• Exercise objective
Among the entries that follow, the required portion opens with the line containing "don't exist yet." and closes with the line containing "Ok( Connection ( connection ) )". Give that portion again exactly, and nothing else.

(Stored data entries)
*****

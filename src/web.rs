use actix_web::{
	cookie::{Cookie, SameSite},
	error, get,
	http::{header, StatusCode},
	post, web, HttpRequest, HttpResponse
};
use chrono::Utc;
use serde::*;
use tera;
use tracing::{debug, error, info, warn};

use std::sync::Arc;

use crate::{
	render::{self, ComposerForm, EditorForm, PostCard, ProfileCard},
	session::{self, Session, SESSION_COOKIE},
	view::{
		composer::{Composer, Submission},
		editor::{EditOutcome, ProfileEditor},
		feed::FeedView,
		profile::ProfileView,
		Failure
	},
	Globals
};



#[derive(Serialize)]
pub struct Viewer {
	user_id: String,
	email: String
}

#[derive(Deserialize)]
pub struct PostForm {
	content: String
}

#[derive(Deserialize)]
pub struct ProfileParams {
	#[serde(default)]
	edit: bool
}

#[derive(Deserialize)]
pub struct ProfileForm {
	full_name: String,
	#[serde(default)]
	bio: String
}

#[derive(Deserialize)]
pub struct LoginForm {
	email: String,
	password: String
}



pub fn routes( cfg: &mut web::ServiceConfig ) {
	cfg.service( homepage )
		.service( create_post )
		.service( profile_page )
		.service( update_profile )
		.service( login_page )
		.service( login )
		.service( logout );
}

#[get("/")]
pub async fn homepage( g: web::Data<Arc<Globals>>, req: HttpRequest ) -> error::Result<HttpResponse> {
	let viewer = current_viewer( &g, &req ).await;
	let gateway = g.gateway.with_session( viewer.as_ref() );

	let mut feed = FeedView::new();
	feed.fetch( &*gateway ).await;

	render_home( &g, viewer.as_ref(), &feed, &Composer::default() )
}

#[post("/posts")]
pub async fn create_post( g: web::Data<Arc<Globals>>, req: HttpRequest, form: web::Form<PostForm> ) -> error::Result<HttpResponse> {
	let viewer = current_viewer( &g, &req ).await;
	let gateway = g.gateway.with_session( viewer.as_ref() );

	let mut feed = FeedView::new();
	let mut composer = Composer::with_content( form.into_inner().content );

	let outcome = composer.submit( &*gateway, viewer.as_ref(), || feed.fetch( &*gateway ) ).await;
	if outcome != Submission::Created {
		feed.fetch( &*gateway ).await;
	}

	render_home( &g, viewer.as_ref(), &feed, &composer )
}

#[get("/profile/{user_id}")]
pub async fn profile_page( g: web::Data<Arc<Globals>>, req: HttpRequest, user_id: web::Path<String>, params: web::Query<ProfileParams> ) -> error::Result<HttpResponse> {
	let viewer = current_viewer( &g, &req ).await;
	let gateway = g.gateway.with_session( viewer.as_ref() );

	let mut view = ProfileView::new( &user_id );
	view.load( &*gateway ).await;

	let editor = if params.edit {
		view.profile.as_ref().and_then(|p| ProfileEditor::open( p, viewer.as_ref() ))
	}
	else {
		None
	};

	render_profile( &g, viewer.as_ref(), &view, editor.as_ref() )
}

#[post("/profile/{user_id}")]
pub async fn update_profile( g: web::Data<Arc<Globals>>, req: HttpRequest, user_id: web::Path<String>, form: web::Form<ProfileForm> ) -> error::Result<HttpResponse> {
	let viewer = current_viewer( &g, &req ).await;
	let gateway = g.gateway.with_session( viewer.as_ref() );

	let mut view = ProfileView::new( &user_id );
	view.load( &*gateway ).await;

	let profile = match &view.profile {
		None => return render_profile( &g, viewer.as_ref(), &view, None ),
		Some(profile) => profile
	};
	let mut editor = match ProfileEditor::open( profile, viewer.as_ref() ) {
		None => return Err( error::ErrorForbidden( "Only the owner can edit this profile." ) ),
		Some(editor) => editor
	};

	editor.fill( &form.full_name, &form.bio );
	let outcome = editor.submit( &*gateway, || view.refresh_profile( &*gateway ) ).await;
	if outcome != EditOutcome::Saved {
		debug!("Profile {} not saved: {:?}", user_id, outcome);
	}

	let editor = if editor.open { Some(&editor) } else { None };
	render_profile( &g, viewer.as_ref(), &view, editor )
}

#[get("/login")]
pub async fn login_page( g: web::Data<Arc<Globals>>, req: HttpRequest ) -> error::Result<HttpResponse> {
	if current_viewer( &g, &req ).await.is_some() {
		return Ok( redirect("/") )
	}

	render_login( &g, None, "" )
}

#[post("/login")]
pub async fn login( g: web::Data<Arc<Globals>>, form: web::Form<LoginForm> ) -> error::Result<HttpResponse> {

	match g.gateway.sign_in( form.email.trim(), &form.password ).await {
		Ok(Some(session)) => {
			info!("{} signed in", session.user_id);
			let cookie = Cookie::build( SESSION_COOKIE, session.access_token )
				.path("/")
				.http_only( true )
				.same_site( SameSite::Lax )
				.finish();

			Ok( HttpResponse::SeeOther().append_header((header::LOCATION, "/")).cookie( cookie ).finish() )
		},
		Ok(None) => render_login( &g, Some("Invalid email or password"), &form.email ),
		Err(e) => {
			warn!("Unable to sign in: {}", e);
			render_login( &g, Some( Failure::Unexpected.message() ), &form.email )
		}
	}
}

#[post("/logout")]
pub async fn logout( g: web::Data<Arc<Globals>>, req: HttpRequest ) -> HttpResponse {

	if let Some(token) = access_token( &req ) {
		if let Err(e) = g.gateway.sign_out( &token ).await {
			warn!("Unable to sign out: {}", e);
		}
	}

	let mut removal = Cookie::build( SESSION_COOKIE, "" ).path("/").finish();
	removal.make_removal();

	HttpResponse::SeeOther().append_header((header::LOCATION, "/login")).cookie( removal ).finish()
}



fn access_token( req: &HttpRequest ) -> Option<String> {
	req.cookie( SESSION_COOKIE ).map(|c| c.value().to_owned())
}

async fn current_viewer( g: &Globals, req: &HttpRequest ) -> Option<Session> {
	session::resolve( &*g.gateway, access_token( req ).as_deref() ).await
}

fn redirect( location: &str ) -> HttpResponse {
	HttpResponse::SeeOther().append_header((header::LOCATION, location)).finish()
}

fn base_context( viewer: Option<&Session> ) -> tera::Context {
	let mut context = tera::Context::new();
	context.insert("viewer", &viewer.map(|s| Viewer {
		user_id: s.user_id.clone(),
		email: s.email.clone()
	}));
	context
}

fn render_home( g: &Globals, viewer: Option<&Session>, feed: &FeedView, composer: &Composer ) -> error::Result<HttpResponse> {
	let mut context = base_context( viewer );
	context.insert("posts", &render::post_cards( &feed.posts, Utc::now() ));
	context.insert("failure", &feed.failure);
	context.insert("composer", &ComposerForm::from( composer ));

	render( g, "home.html", &context, StatusCode::OK )
}

fn render_profile( g: &Globals, viewer: Option<&Session>, view: &ProfileView, editor: Option<&ProfileEditor> ) -> error::Result<HttpResponse> {
	let now = Utc::now();
	let posts: Vec<PostCard> = render::post_cards( &view.posts, now );

	let mut context = base_context( viewer );
	context.insert("profile", &view.profile.as_ref().map(|p| ProfileCard::new( p, viewer, now )));
	context.insert("is_own", &view.is_own_profile( viewer ));
	context.insert("post_count", &posts.len());
	context.insert("posts", &posts);
	context.insert("failure", &view.failure);
	context.insert("editor", &editor.map( EditorForm::from ));

	let status = match (&view.profile, view.failure) {
		(None, Some(Failure::ProfileNotFound)) => StatusCode::NOT_FOUND,
		_ => StatusCode::OK
	};
	render( g, "profile.html", &context, status )
}

fn render_login( g: &Globals, failure: Option<&str>, email: &str ) -> error::Result<HttpResponse> {
	let mut context = base_context( None );
	context.insert("failure", &failure);
	context.insert("email", email);

	render( g, "login.html", &context, StatusCode::OK )
}

fn render( g: &Globals, template: &str, context: &tera::Context, status: StatusCode ) -> error::Result<HttpResponse> {
	let html = g.tera.render( template, context )
		.map_err(|e| { error!("Template error: {}", e); error::ErrorInternalServerError("Template error") } )?;

	Ok( HttpResponse::build( status ).content_type("text/html; charset=utf-8").body( html ) )
}
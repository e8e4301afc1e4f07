//! An embedded stand-in for the hosted gateway, backed by SQLite.
//!
//! It keeps the same tables, join, filter and ordering semantics as the hosted service, plus a
//! minimal account and session store, so that ConnectHub can run and be tested without a network.

use std::{
	ops::{Deref, DerefMut},
	path::Path,
	sync::{Arc, Mutex}
};

use async_trait::async_trait;
use chrono::{SecondsFormat, Utc};
use fallible_iterator::FallibleIterator;
use rusqlite::{self, params, params_from_iter, types::Value as SqlValue, OptionalExtension};
use serde_json::{Number, Value};
use sha2::{Digest, Sha256};
use tracing::{debug, info};
use uuid::Uuid;

use crate::{
	gateway::{Direction, Error, Gateway, Record, Result, Select, Table, Filter},
	runtime,
	session::Session
};



const SCHEMA: &str = "
CREATE TABLE IF NOT EXISTS profiles (
	id TEXT PRIMARY KEY,
	full_name TEXT NOT NULL,
	email TEXT NOT NULL UNIQUE,
	bio TEXT,
	created_at TEXT NOT NULL
);
CREATE TABLE IF NOT EXISTS posts (
	id TEXT PRIMARY KEY,
	content TEXT NOT NULL CHECK (length(content) BETWEEN 1 AND 500),
	created_at TEXT NOT NULL,
	author_id TEXT NOT NULL
);
CREATE INDEX IF NOT EXISTS posts_created_at ON posts (created_at);
CREATE TABLE IF NOT EXISTS accounts (
	profile_id TEXT PRIMARY KEY REFERENCES profiles (id),
	password_sha256 TEXT NOT NULL
);
CREATE TABLE IF NOT EXISTS sessions (
	token TEXT PRIMARY KEY,
	profile_id TEXT NOT NULL REFERENCES profiles (id)
);
";

pub struct Connection ( rusqlite::Connection );

#[derive(Clone)]
pub struct Store {
	db: Arc<Mutex<Connection>>
}

/// Where each column of a result row ends up in the record.
struct Layout {
	columns: Vec<&'static str>,
	embed: Option<(&'static str, Vec<&'static str>)>
}



impl Connection {

	/// Runs a select statement and turns every row into a record according to `layout`.
	fn query_records( &self, sql: &str, params: Vec<SqlValue>, layout: &Layout ) -> rusqlite::Result<Vec<Record>> {
		let mut statement = self.0.prepare( sql )?;
		let rows = statement.query( params_from_iter( params ) )?;

		let records = rows.map(|row| {
			let mut record = Record::new();
			for (i, column) in layout.columns.iter().enumerate() {
				record.insert( column.to_string(), to_json( row.get(i)? ) );
			}

			if let Some((key, embedded)) = &layout.embed {
				let offset = layout.columns.len();
				// The key of the joined row is selected last, and is only null if nothing was joined.
				let key_value: SqlValue = row.get( offset + embedded.len() )?;
				let value = if key_value == SqlValue::Null {
					Value::Null
				}
				else {
					let mut nested = Record::new();
					for (i, column) in embedded.iter().enumerate() {
						nested.insert( column.to_string(), to_json( row.get(offset + i)? ) );
					}
					Value::Object( nested )
				};
				record.insert( key.to_string(), value );
			}

			Ok( record )
		}).collect()?;

		Ok( records )
	}
}

impl Store {

	/// Opens the database at `path`, creating the tables if they don't exist yet.
	/// The path `:memory:` opens a private in-memory database.
	pub async fn open( path: impl AsRef<Path> ) -> Result<Self> {
		let path = path.as_ref().to_owned();

		let connection = runtime::block_on(move || -> Result<Connection> {
			let connection = rusqlite::Connection::open( &path )?;
			connection.execute_batch( SCHEMA )?;
			Ok( Connection ( connection ) )
		}).await.map_err(|e| Error::Unavailable( format!("unable to open database: {}", e) ))??;

		Ok( Self {
			db: Arc::new( Mutex::new( connection ) )
		})
	}

	/// Creates a profile with an account that can sign in, and returns the profile id.
	pub async fn register( &self, email: &str, full_name: &str, password: &str ) -> Result<String> {
		let id = Uuid::new_v4().to_string();
		let (user_id, email, full_name) = (id.clone(), email.to_owned(), full_name.to_owned());
		let digest = password_digest( password );

		self.with_connection(move |con| {
			con.execute( "INSERT INTO profiles (id, full_name, email, bio, created_at) VALUES (?, ?, ?, NULL, ?)",
				params![user_id, full_name, email, now()] )?;
			con.execute( "INSERT INTO accounts (profile_id, password_sha256) VALUES (?, ?)",
				params![user_id, digest] )?;
			Ok(())
		}).await?;

		Ok( id )
	}

	/// Makes sure `email` can sign in, registering it with `full_name` and `password` if there is no
	/// profile for it yet. An existing profile is left as it is. Returns the profile id.
	pub async fn ensure_account( &self, email: &str, full_name: &str, password: &str ) -> Result<String> {
		let lookup = email.to_owned();
		let existing = self.with_connection(move |con| {
			let id: Option<String> = con.query_row( "SELECT id FROM profiles WHERE email = ?", params![lookup], |row| row.get(0) ).optional()?;
			Ok( id )
		}).await?;

		match existing {
			Some(id) => Ok( id ),
			None => {
				let id = self.register( email, full_name, password ).await?;
				info!("Registered {} as {}", email, id);
				Ok( id )
			}
		}
	}

	/// Runs `func` with exclusive access to the connection, on the blocking thread pool.
	async fn with_connection<F, R>( &self, func: F ) -> Result<R> where
		F: FnOnce(&mut Connection) -> Result<R> + Send + 'static,
		R: Send + 'static
	{
		let db = self.db.clone();

		runtime::block_on(move || {
			let mut guard = db.lock().map_err(|_| Error::Unavailable( "database connection poisoned".into() ))?;
			func( &mut guard )
		}).await.map_err(|e| Error::Unavailable( format!("database task failed: {}", e) ))?
	}
}

#[async_trait]
impl Gateway for Store {

	async fn select( &self, query: &Select ) -> Result<Vec<Record>> {
		query.validate()?;
		let (sql, params, layout) = select_statement( query );
		debug!("local select: {}", sql);

		self.with_connection(move |con| Ok( con.query_records( &sql, params, &layout )? )).await
	}

	async fn insert( &self, table: Table, mut record: Record ) -> Result<()> {
		table.check_columns( record.keys().map(|k| k.as_str()) )?;

		if !record.contains_key("id") {
			record.insert( "id".into(), Value::String( Uuid::new_v4().to_string() ) );
		}
		if !record.contains_key("created_at") {
			record.insert( "created_at".into(), Value::String( now() ) );
		}

		let columns: Vec<String> = record.keys().cloned().collect();
		let params = record.into_iter().map(|(_, v)| to_sql( v )).collect::<Result<Vec<_>>>()?;
		let placeholders = vec!["?"; columns.len()].join(", ");
		let sql = format!("INSERT INTO {} ({}) VALUES ({})", table.name(), columns.join(", "), placeholders);
		debug!("local insert: {}", sql);

		self.with_connection(move |con| {
			con.execute( &sql, params_from_iter( params ) )?;
			Ok(())
		}).await
	}

	async fn update( &self, table: Table, filters: &[Filter], patch: Record ) -> Result<()> {
		if patch.is_empty() {
			return Err( Error::Schema( "update without any fields".into() ) )
		}
		table.check_columns( patch.keys().map(|k| k.as_str()) )?;
		table.check_columns( filters.iter().map(|f| f.column) )?;

		let assignments: Vec<String> = patch.keys().map(|k| format!("{} = ?", k)).collect();
		let mut params = patch.into_iter().map(|(_, v)| to_sql( v )).collect::<Result<Vec<_>>>()?;
		let mut sql = format!("UPDATE {} SET {}", table.name(), assignments.join(", "));
		push_filters( &mut sql, &mut params, None, filters );
		debug!("local update: {}", sql);

		self.with_connection(move |con| {
			con.execute( &sql, params_from_iter( params ) )?;
			Ok(())
		}).await
	}

	async fn sign_in( &self, email: &str, password: &str ) -> Result<Option<Session>> {
		let email = email.to_owned();
		let digest = password_digest( password );

		self.with_connection(move |con| {
			let user_id: Option<String> = con.query_row(
				"SELECT p.id FROM accounts a JOIN profiles p ON p.id = a.profile_id WHERE p.email = ? AND a.password_sha256 = ?",
				params![email, digest],
				|row| row.get(0)
			).optional()?;

			let user_id = match user_id {
				None => return Ok( None ),
				Some(id) => id
			};

			let token = Uuid::new_v4().simple().to_string();
			con.execute( "INSERT INTO sessions (token, profile_id) VALUES (?, ?)", params![token, user_id] )?;

			Ok( Some( Session {
				user_id,
				email,
				access_token: token
			}))
		}).await
	}

	async fn current_session( &self, access_token: &str ) -> Result<Option<Session>> {
		let token = access_token.to_owned();

		self.with_connection(move |con| {
			let session = con.query_row(
				"SELECT p.id, p.email FROM sessions s JOIN profiles p ON p.id = s.profile_id WHERE s.token = ?",
				params![token],
				|row| Ok( Session {
					user_id: row.get(0)?,
					email: row.get(1)?,
					access_token: token.clone()
				})
			).optional()?;

			Ok( session )
		}).await
	}

	async fn sign_out( &self, access_token: &str ) -> Result<()> {
		let token = access_token.to_owned();

		self.with_connection(move |con| {
			con.execute( "DELETE FROM sessions WHERE token = ?", params![token] )?;
			Ok(())
		}).await
	}

	fn with_session( &self, _session: Option<&Session> ) -> Arc<dyn Gateway> {
		Arc::new( self.clone() )
	}
}



/// Builds the SQL for `query`. The selected table is aliased `t`, the embedded one `j`.
fn select_statement( query: &Select ) -> (String, Vec<SqlValue>, Layout) {
	let columns = query.selected_columns().to_vec();
	let mut selected: Vec<String> = columns.iter().map(|c| format!("t.{}", c)).collect();
	let mut from = format!("{} AS t", query.table.name());

	let embed = query.embed.as_ref().map(|embed| {
		let target = embed.relation.target;
		selected.extend( embed.columns.iter().map(|c| format!("j.{}", c)) );
		selected.push( "j.id".into() );
		from.push_str( &format!(" LEFT JOIN {} AS j ON j.id = t.{}", target.name(), embed.relation.column) );

		(target.name(), embed.columns.clone())
	});

	let mut sql = format!("SELECT {} FROM {}", selected.join(", "), from);
	let mut params = Vec::with_capacity( query.filters.len() );
	push_filters( &mut sql, &mut params, Some("t"), &query.filters );

	if let Some(order) = &query.order {
		let direction = match order.direction {
			Direction::Descending => "DESC"
		};
		sql.push_str( &format!(" ORDER BY t.{} {}", order.column, direction) );
	}

	(sql, params, Layout { columns, embed })
}

fn push_filters( sql: &mut String, params: &mut Vec<SqlValue>, alias: Option<&str>, filters: &[Filter] ) {
	let prefix = alias.map(|a| format!("{}.", a)).unwrap_or_default();

	for (i, filter) in filters.iter().enumerate() {
		sql.push_str( if i == 0 { " WHERE " } else { " AND " } );
		sql.push_str( &format!("{}{} = ?", prefix, filter.column) );
		params.push( SqlValue::Text( filter.value.clone() ) );
	}
}

fn to_json( value: SqlValue ) -> Value {
	match value {
		SqlValue::Null => Value::Null,
		SqlValue::Integer(i) => Value::Number( i.into() ),
		SqlValue::Real(f) => Number::from_f64( f ).map( Value::Number ).unwrap_or( Value::Null ),
		SqlValue::Text(s) => Value::String( s ),
		SqlValue::Blob(b) => Value::String( hex::encode( b ) )
	}
}

fn to_sql( value: Value ) -> Result<SqlValue> {
	Ok( match value {
		Value::Null => SqlValue::Null,
		Value::Bool(b) => SqlValue::Integer( b as i64 ),
		Value::Number(n) => match n.as_i64() {
			Some(i) => SqlValue::Integer( i ),
			None => SqlValue::Real( n.as_f64().unwrap_or_default() )
		},
		Value::String(s) => SqlValue::Text( s ),
		other => return Err( Error::Schema( format!("unsupported field value {}", other) ) )
	})
}

/// The current time, written so that text order is time order.
fn now() -> String {
	Utc::now().to_rfc3339_opts( SecondsFormat::Micros, true )
}

fn password_digest( password: &str ) -> String {
	hex::encode( Sha256::digest( password.as_bytes() ) )
}



impl Deref for Connection {
	type Target = rusqlite::Connection;

	fn deref( &self ) -> &Self::Target {
		&self.0
	}
}

impl DerefMut for Connection {
	fn deref_mut( &mut self ) -> &mut Self::Target {
		&mut self.0
	}
}



#[cfg(test)]
impl Store {

	/// Inserts a post with a fixed creation time.
	pub async fn post_at( &self, author_id: &str, content: &str, created_at: &str ) -> Result<()> {
		let record = crate::gateway::to_record( &serde_json::json!({
			"author_id": author_id,
			"content": content,
			"created_at": created_at
		}) )?;
		self.insert( Table::Posts, record ).await
	}
}
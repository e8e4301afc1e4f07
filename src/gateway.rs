//! The gateway is the hosted data and authentication service that ConnectHub sits in front of.
//!
//! Everything the front end persists or reads goes through the [`Gateway`] trait.
//! Queries are described with [`Select`], and rows travel as JSON [`Record`]s, so that the hosted
//! service ([`rest`]) and the embedded development store ([`local`]) answer the same requests.

use std::sync::Arc;

use async_trait::async_trait;
use serde::{de::DeserializeOwned, Serialize};
use serde_json::{Map, Value};
use thiserror::Error;

use crate::session::Session;

pub mod local;
pub mod rest;
#[cfg(test)]
pub mod scripted;



/// A single row, keyed by column name.
/// Embedded rows appear as a nested object under the name of their table.
pub type Record = Map<String, Value>;

#[derive(Clone, Copy, Debug, PartialEq, Eq)]
pub enum Table {
	Posts,
	Profiles
}

/// A foreign key along which the row of another table can be embedded into a result row.
#[derive(Clone, Copy, Debug, PartialEq, Eq)]
pub struct Relation {
	/// The name of the constraint, which the hosted service uses to disambiguate the join.
	pub name: &'static str,
	/// The column of the selected table that holds the key.
	pub column: &'static str,
	pub target: Table
}

/// Every post has an author in the profiles table.
pub const POSTS_AUTHOR: Relation = Relation {
	name: "posts_author_id_fkey",
	column: "author_id",
	target: Table::Profiles
};

#[derive(Clone, Debug, PartialEq)]
pub struct Embed {
	pub relation: Relation,
	pub columns: Vec<&'static str>
}

/// An equality condition on a column.
#[derive(Clone, Debug, PartialEq)]
pub struct Filter {
	pub column: &'static str,
	pub value: String
}

/// Lists are only ever shown newest first.
#[derive(Clone, Copy, Debug, PartialEq, Eq)]
pub enum Direction {
	Descending
}

#[derive(Clone, Debug, PartialEq)]
pub struct Order {
	pub column: &'static str,
	pub direction: Direction
}

#[derive(Clone, Debug, PartialEq)]
pub struct Select {
	pub table: Table,
	/// The selected columns. Empty means all of them.
	pub columns: Vec<&'static str>,
	pub embed: Option<Embed>,
	pub filters: Vec<Filter>,
	pub order: Option<Order>
}

#[derive(Debug, Error)]
pub enum Error {
	/// The gateway answered, but with an error status.
	#[error("gateway responded with status {status}: {message}")]
	Api { status: u16, message: String },
	#[error("HTTP error: {0}")]
	Http( #[from] reqwest::Error ),
	#[error("database error: {0}")]
	Database( #[from] rusqlite::Error ),
	#[error("unable to decode record: {0}")]
	Decode( #[from] serde_json::Error ),
	/// A query or record referred to something the schema doesn't have.
	#[error("schema error: {0}")]
	Schema( String ),
	#[error("gateway unavailable: {0}")]
	Unavailable( String )
}

pub type Result<T> = std::result::Result<T, Error>;

#[async_trait]
pub trait Gateway: Send + Sync {

	async fn select( &self, query: &Select ) -> Result<Vec<Record>>;

	async fn insert( &self, table: Table, record: Record ) -> Result<()>;

	/// Applies `patch` to every row matching all `filters`.
	async fn update( &self, table: Table, filters: &[Filter], patch: Record ) -> Result<()>;

	/// Exchanges credentials for a session.
	/// Returns `None` if the credentials were not accepted.
	async fn sign_in( &self, email: &str, password: &str ) -> Result<Option<Session>>;

	/// Looks up the session that belongs to `access_token`, if it is still valid.
	async fn current_session( &self, access_token: &str ) -> Result<Option<Session>>;

	async fn sign_out( &self, access_token: &str ) -> Result<()>;

	/// Returns a gateway that acts on behalf of `session`, or anonymously if there is none.
	fn with_session( &self, session: Option<&Session> ) -> Arc<dyn Gateway>;
}



impl Table {

	pub fn name( self ) -> &'static str {
		match self {
			Self::Posts => "posts",
			Self::Profiles => "profiles"
		}
	}

	pub fn columns( self ) -> &'static [&'static str] {
		match self {
			Self::Posts => &["id", "content", "created_at", "author_id"],
			Self::Profiles => &["id", "full_name", "email", "bio", "created_at"]
		}
	}

	pub fn has_column( self, column: &str ) -> bool {
		self.columns().contains( &column )
	}

	/// Checks that every given column exists in this table.
	pub fn check_columns<'a>( self, columns: impl IntoIterator<Item=&'a str> ) -> Result<()> {
		for column in columns {
			if !self.has_column( column ) {
				return Err( Error::Schema( format!("table {} has no column {}", self.name(), column) ) )
			}
		}
		Ok(())
	}
}

impl Select {

	pub fn from( table: Table ) -> Self {
		Self {
			table,
			columns: Vec::new(),
			embed: None,
			filters: Vec::new(),
			order: None
		}
	}

	pub fn columns( mut self, columns: &[&'static str] ) -> Self {
		self.columns = columns.to_vec();
		self
	}

	pub fn embed( mut self, relation: Relation, columns: &[&'static str] ) -> Self {
		self.embed = Some( Embed {
			relation,
			columns: columns.to_vec()
		});
		self
	}

	pub fn eq( mut self, column: &'static str, value: impl Into<String> ) -> Self {
		self.filters.push( Filter {
			column,
			value: value.into()
		});
		self
	}

	pub fn order_by( mut self, column: &'static str, direction: Direction ) -> Self {
		self.order = Some( Order { column, direction } );
		self
	}

	/// The columns that will actually be returned for the selected table.
	pub fn selected_columns( &self ) -> &[&'static str] {
		if self.columns.is_empty() {
			self.table.columns()
		}
		else {
			&self.columns
		}
	}

	/// Makes sure the query only refers to columns that exist.
	pub fn validate( &self ) -> Result<()> {
		self.table.check_columns( self.columns.iter().copied() )?;
		self.table.check_columns( self.filters.iter().map(|f| f.column) )?;
		if let Some(order) = &self.order {
			self.table.check_columns( Some(order.column) )?;
		}
		if let Some(embed) = &self.embed {
			self.table.check_columns( Some(embed.relation.column) )?;
			embed.relation.target.check_columns( embed.columns.iter().copied() )?;
		}
		Ok(())
	}
}

impl Error {

	/// Whether the gateway itself reported the failure, as opposed to the call not completing or its
	/// result not being understood.
	pub fn is_response( &self ) -> bool {
		matches!( self, Self::Api {..} | Self::Database(_) )
	}
}



/// Converts a serializable value into a record.
pub fn to_record<T: Serialize>( value: &T ) -> Result<Record> {
	match serde_json::to_value( value )? {
		Value::Object(map) => Ok( map ),
		other => Err( Error::Schema( format!("expected a record, got {}", other) ) )
	}
}

pub fn from_records<T: DeserializeOwned>( records: Vec<Record> ) -> Result<Vec<T>> {
	records.into_iter()
		.map(|r| serde_json::from_value( Value::Object(r) ).map_err(Error::from) )
		.collect()
}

*****

• Exercise result
	/// Opens the database at `path`, creating the tables if they don't exist yet.
	/// The path `:memory:` opens a private in-memory database.
	pub async fn open( path: impl AsRef<Path> ) -> Result<Self> {
		let path = path.as_ref().to_owned();

		let connection = runtime::block_on(move || -> Result<Connection> {
			let connection = rusqlite::Connection::open( &path )?;
			connection.execute_batch( SCHEMA )?;
			Ok( Connection ( connection ) )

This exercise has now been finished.